Novel non-invasive molecular identification method for two tree frogs, Dryophytes suweonensis and Dryophytes japonicus, based on high resolution melting (HRM) analysis

Nakyung Yoo, Keun-Yong Kim1, Jung Soo Heo1, Ju-Duk Yoon, Keun-Sik Kim*
Research Center for Endangered Species, National Institute of Ecology, Yeongyang 36531, Republic of Korea
1AquaGenTech Co., Ltd, Busan 48300, Republic of Korea
* Corresponding author Keun-Sik Kim Tel. 054-680-7362 E-mail.
03/05/2022 07/06/2022 17/06/2022


Two tree frogs, Dryophytes suweonensis and Dryophytes japonicus, inhabiting Korea, are morphologically similar and share the same habitats. Therefore, they are identified mainly through their calls, especially for males. Dryophytes suweonensis is registered as an endangered (IUCN: EN grade) and protected species in South Korea. Thus, it is necessary to develop a method to rapidly identify and discriminate the two species and establish efficient protection and restoration plans. We identified significant genetic variation between them by sequencing a maternallyinherited mitochondrial 12S ribosomal DNA region. Based on the sequence data, we designed a pair of primers containing 7 bp differences for high resolution melting (HRM) analysis to rapidly and accurately characterize their genotypes. The HRM analysis using genomic DNA showed that the melting peak for D. suweonensis was 76.4±0.06°C, whereas that of D. japonicus was 75.0±0.05°C. The differential melt curve plot further showed a distinct difference between them. We also carried out a pilot test for the application of HRM analysis based on immersing D. suweonensis in distilled water for 30 min to generate artificial environmental DNA (eDNA). The results showed 1.10-1.31°C differences in the melting peaks between the two tree frog samples. Therefore, this HRM analysis is rapid and accurate in identifying two tree frogs not only using their genomic DNA but also using highly non-invasive eDNA.

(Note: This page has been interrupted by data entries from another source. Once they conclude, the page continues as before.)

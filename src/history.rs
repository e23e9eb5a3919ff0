use std::collections::HashMap;

use crate::board::Position;
use crate::piece::PieceId;

/// One applied move and the pawns it captured
#[derive(Debug, Clone, PartialEq, Eq)]
pub struct Turn {
    pub piece: PieceId,
    pub from: Position,
    pub to: Position,
    /// At most one per direction
    pub captured: Vec<PieceId>,
}

impl Turn {
    pub fn new(piece: PieceId, from: Position, to: Position) -> Self {
        Turn {
            piece,
            from,
            to,
            captured: Vec::with_capacity(4),
        }
    }
}

/// LIFO record of applied turns. Popping discards a turn for good.
#[derive(Debug, Clone, Default, PartialEq, Eq)]
pub struct HistoryStack {
    turns: Vec<Turn>,
}

impl HistoryStack {
    pub fn new() -> Self {
        Self::default()
    }

    pub fn push(&mut self, turn: Turn) {
        self.turns.push(turn);
    }

    pub fn pop(&mut self) -> Option<Turn> {
        self.turns.pop()
    }

    pub fn last(&self) -> Option<&Turn> {
        self.turns.last()
    }

    pub fn last_mut(&mut self) -> Option<&mut Turn> {
        self.turns.last_mut()
    }

    pub fn len(&self) -> usize {
        self.turns.len()
    }

    pub fn is_empty(&self) -> bool {
        self.turns.is_empty()
    }

    pub fn clear(&mut self) {
        self.turns.clear();
    }

    /// Oldest first
    pub fn iter(&self) -> impl Iterator<Item = &Turn> {
        self.turns.iter()
    }
}

/// Per-cell count of how many times each piece landed there
#[derive(Debug, Clone, Default, PartialEq, Eq)]
pub struct VisitTracker {
    cells: HashMap<Position, HashMap<PieceId, u32>>,
}

impl VisitTracker {
    pub fn new() -> Self {
        Self::default()
    }

    pub fn record(&mut self, pos: Position, piece: PieceId) {
        *self.cells.entry(pos).or_default().entry(piece).or_insert(0) += 1;
    }

    /// Undo one [`record`](Self::record). Empty entries are dropped so the
    /// tracker compares equal to its state before the visit.
    pub fn revert(&mut self, pos: Position, piece: PieceId) {
        let Some(visitors) = self.cells.get_mut(&pos) else {
            return;
        };
        if let Some(count) = visitors.get_mut(&piece) {
            *count -= 1;
            if *count == 0 {
                visitors.remove(&piece);
            }
        }
        if visitors.is_empty() {
            self.cells.remove(&pos);
        }
    }

    pub fn visits(&self, pos: Position, piece: PieceId) -> u32 {
        self.cells
            .get(&pos)
            .and_then(|visitors| visitors.get(&piece))
            .copied()
            .unwrap_or(0)
    }

    /// Number of distinct pieces that ever stood on `pos`
    pub fn distinct_visitors(&self, pos: Position) -> usize {
        self.cells.get(&pos).map_or(0, HashMap::len)
    }

    /// Every tracked cell with its distinct-visitor count, in no particular order
    pub fn cells(&self) -> impl Iterator<Item = (Position, usize)> + '_ {
        self.cells.iter().map(|(pos, visitors)| (*pos, visitors.len()))
    }

    pub fn len(&self) -> usize {
        self.cells.len()
    }

    pub fn is_empty(&self) -> bool {
        self.cells.is_empty()
    }

    pub fn clear(&mut self) {
        self.cells.clear();
    }
}

#[cfg(test)]
mod tests {
    use super::*;

    #[test]
    fn test_history_is_lifo() {
        let mut history = HistoryStack::new();
        let a = Turn::new(PieceId(0), Position::new(0, 3), Position::new(1, 3));
        let b = Turn::new(PieceId(5), Position::new(5, 3), Position::new(5, 2));
        history.push(a.clone());
        history.push(b.clone());

        assert_eq!(history.len(), 2);
        assert_eq!(history.pop(), Some(b));
        assert_eq!(history.pop(), Some(a));
        assert_eq!(history.pop(), None);
        assert!(history.is_empty());
    }

    #[test]
    fn test_last_mut_collects_captures() {
        let mut history = HistoryStack::new();
        history.push(Turn::new(PieceId(0), Position::new(5, 3), Position::new(5, 2)));
        history.last_mut().unwrap().captured.push(PieceId(18));

        assert_eq!(history.last().unwrap().captured, vec![PieceId(18)]);
    }

    #[test]
    fn test_tracker_counts_distinct_visitors() {
        let mut tracker = VisitTracker::new();
        let cell = Position::new(4, 5);
        tracker.record(cell, PieceId(1));
        tracker.record(cell, PieceId(1));
        tracker.record(cell, PieceId(2));

        assert_eq!(tracker.visits(cell, PieceId(1)), 2);
        assert_eq!(tracker.distinct_visitors(cell), 2);
        assert_eq!(tracker.distinct_visitors(Position::new(0, 0)), 0);
    }

    #[test]
    fn test_tracker_revert_restores_previous_state() {
        let mut tracker = VisitTracker::new();
        let cell = Position::new(4, 5);
        tracker.record(cell, PieceId(1));
        let before = tracker.clone();

        tracker.record(cell, PieceId(1));
        tracker.record(Position::new(2, 2), PieceId(9));
        tracker.revert(Position::new(2, 2), PieceId(9));
        tracker.revert(cell, PieceId(1));

        assert_eq!(tracker, before);

        tracker.revert(cell, PieceId(1));
        assert!(tracker.is_empty());
    }

    #[test]
    fn test_revert_unknown_cell_is_noop() {
        let mut tracker = VisitTracker::new();
        tracker.revert(Position::new(3, 3), PieceId(0));
        assert!(tracker.is_empty());
    }
}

    Dryophytes japonicus is widely distributed across North- East Asia, including South Korea, whereas Dryophytes suweonensis is known to inhabit only the western parts of the Korean Peninsula based on the Taebaek mountain range (Do et al. 2017). Between the two tree frog species, D. suweonensis is an indigenous species of South Korea, and its population size has decreased owing to a continuous loss of habitats. The species has been designated as a Class I Endangered Wildlife Species in South Korea and a IUCN Red List Endangered (EN) Species (IUCN 2017) due to various causes such as hybridization. Meanwhile, D. suweonensis and its close relative D. japonicus are sympatric species sharing the same habitats (Roh et al. 2014). D. suweonensis has been reported to differ from D. japonicus in terms of its call and facial shape, but it is difficult to visually discriminate the two species based solely on morphological differences. Notably, in the case of female frogs that do not call, accurate species identification is extremely difficult (Kuramoto 1980;Borzée et al. 2013). Therefore, the first step in a series of studies toward the conservation and restoration of D. suweonensis is accurate species identification.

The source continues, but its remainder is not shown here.